Once it was clear that everything was working smoothly, FixMyStreet had its official launch that March.

Those who know and love FixMyStreet may be surprised to hear that in this first incarnation, it was given the slightly less snappy title of Neighbourhood Fix-It.

Some might suggest that names have never been mySociety’s strong point. Personally I think we got much better at that later.

Early take-up

Just a week after launch, users had already filed over 1,000 reports — a sign that there really was a need for this site.

The reasons for its popularity? After all, all councils these days provide a fault-reporting system themselves, so why the enthusiastic take-up of a site that duplicates this functionality? We think the reasons are twofold:

  • You don’t have to worry about which council is responsible for an issue: FixMyStreet just automatically sends it off to the right one. There are lots of reasons why you may not know where to send a street report, not least the UK’s two-tiered system of local authorities.
  • We make the reporting process as simple as possible. It’s that whole ‘swans looking graceful but paddling like crazy under the waterline’ thing: we put in an awful amount of work to make sure that you don’t even notice the issues FixMyStreet has to deal with to make the user experience super-smooth. Back in 2012 we blogged about some of the thinking behind the site; for example here’s why FixMyStreet begins by asking just one simple question.

Name change

By June we’d realised that Neighbourhood Fix-It wasn’t the snappiest of names, and thus was born FixMyStreet as we know and love it.

Early app-dopters

In June 2008, Apple launched their app store.

Our developers saw the future, it seems: by December that year, we’d launched a FixMyStreet app (NB, the links in that 2008 post don’t work any more: if you’d like current versions of the app, you’ll find them here for Apple and here for Android).

The FixMyStreet apps have been downloaded more than 40,000 times, and we’re seeing a real growth in those who use it to make their reports: in the last year it accounted for 27% of reports. This reflects a general increase in the use of mobile (you can also use your mobile’s browser to access www.fixmystreet.com) — 55% of our visitors came via a phone or tablet in the last year.

Open for re-use

Like most mySociety software, the code that FixMyStreet runs on is Open Source: that means that anyone can pick it up for free, and run their own site on it.

In March 2011, a group of coders in Norway were the very first to do this, with their version FiksGataMi (it means FixMyStreet in Norwegian.
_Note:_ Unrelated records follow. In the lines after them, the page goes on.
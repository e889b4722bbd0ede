//! Provider client construction
//!
//! The pipeline manager receives a `GitProvider` record and needs a client
//! for it. Going through a factory lets tests swap in the mock.

use crate::bitbucket::BitbucketClient;
use crate::error::GitProviderError;
use crate::github::GitHubClient;
use crate::gitlab::GitLabClient;
use crate::provider_trait::GitProviderClient;
use platform_model::{GitProvider, ProviderKind};
use std::sync::Arc;

/// Builds a webhook client for a git provider record
pub trait GitProviderFactory: Send + Sync {
    fn client_for(&self, provider: &GitProvider) -> Result<Arc<dyn GitProviderClient>, GitProviderError>;
}

/// Factory producing real HTTP clients
#[derive(Debug, Clone, Default)]
pub struct HttpProviderFactory;

impl GitProviderFactory for HttpProviderFactory {
    fn client_for(&self, provider: &GitProvider) -> Result<Arc<dyn GitProviderClient>, GitProviderError> {
        if provider.access_token.is_empty() {
            return Err(GitProviderError::Authentication(format!(
                "git provider {} has no access token",
                provider.iid
            )));
        }

        let token = provider.access_token.as_str();
        let api_url = provider.api_url.as_deref();
        Ok(match provider.provider {
            ProviderKind::GitHub => Arc::new(GitHubClient::new(token, api_url)?),
            ProviderKind::GitLab => Arc::new(GitLabClient::new(token, api_url)?),
            ProviderKind::Bitbucket => Arc::new(BitbucketClient::new(token, api_url)?),
        })
    }
}
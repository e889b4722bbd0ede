//! Git provider webhook clients
//!
//! Registers and removes the push webhooks that drive container builds on
//! GitHub, GitLab and Bitbucket. Each provider also knows the CEL expression
//! that narrows a trigger to a single branch.
//!
//! # Example
//!
//! ```no_run
//! use git_provider_client::{GitHubClient, GitProviderClient, WebhookRequest};
//!
//! # async fn example() -> Result<(), Box<dyn std::error::Error>> {
//! let client = GitHubClient::new("ghp_token", None)?;
//! let request = WebhookRequest {
//!     url: "https://apps.example.com/tekton-web".to_string(),
//!     secret: "shared-secret".to_string(),
//!     verify_ssl: true,
//!     branch: "main".to_string(),
//! };
//! let id = client.create_webhook("https://github.com/acme/web", &request).await?;
//! client.delete_webhook("https://github.com/acme/web", &id).await?;
//! # Ok(())
//! # }
//! ```

pub mod bitbucket;
pub mod common;
pub mod error;
pub mod factory;
pub mod github;
pub mod gitlab;
pub mod models;
#[path = "trait.rs"]
pub mod provider_trait;
#[cfg(any(test, feature = "test-util"))]
pub mod mock;

pub use bitbucket::BitbucketClient;
pub use common::HttpClient;
pub use error::GitProviderError;
pub use factory::{GitProviderFactory, HttpProviderFactory};
pub use github::GitHubClient;
pub use gitlab::GitLabClient;
pub use models::WebhookRequest;
pub use provider_trait::GitProviderClient;
#[cfg(any(test, feature = "test-util"))]
pub use mock::{MockGitProviderClient, MockProviderFactory};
They could have gone for Nabolaget Fikser Det, which means Neighbourhood Fix-It, but, well, you know…).

Since then, we’ve made real efforts to make the code easier for others to deploy, and ensured that the improvements we add to our own FixMyStreet are also available for all the others: just recently we rolled out version 2.1 of the codebase.

Taking a peek to see what’s being reported around the world is one of our favourite, if non-standard, means of armchair travelling.

For example:

FMS around the world

A Norwegian puddle-prone footbridge gets in the way of christenings, confirmations and school meetings; meanwhile in Spanish city Alcalá de Henares, a resident complains about the smell created by rubbish lorries while allowing us a splendid view across the rooftops; and in Malaysia, a pack of stray dogs is causing problems for one reporter.

FixMyStreet Professional

We’d wanted to provide a reporting system that bettered those offered by local councils: in June 2012 that goal was seemingly affirmed when some councils purchased the system to place on their own websites.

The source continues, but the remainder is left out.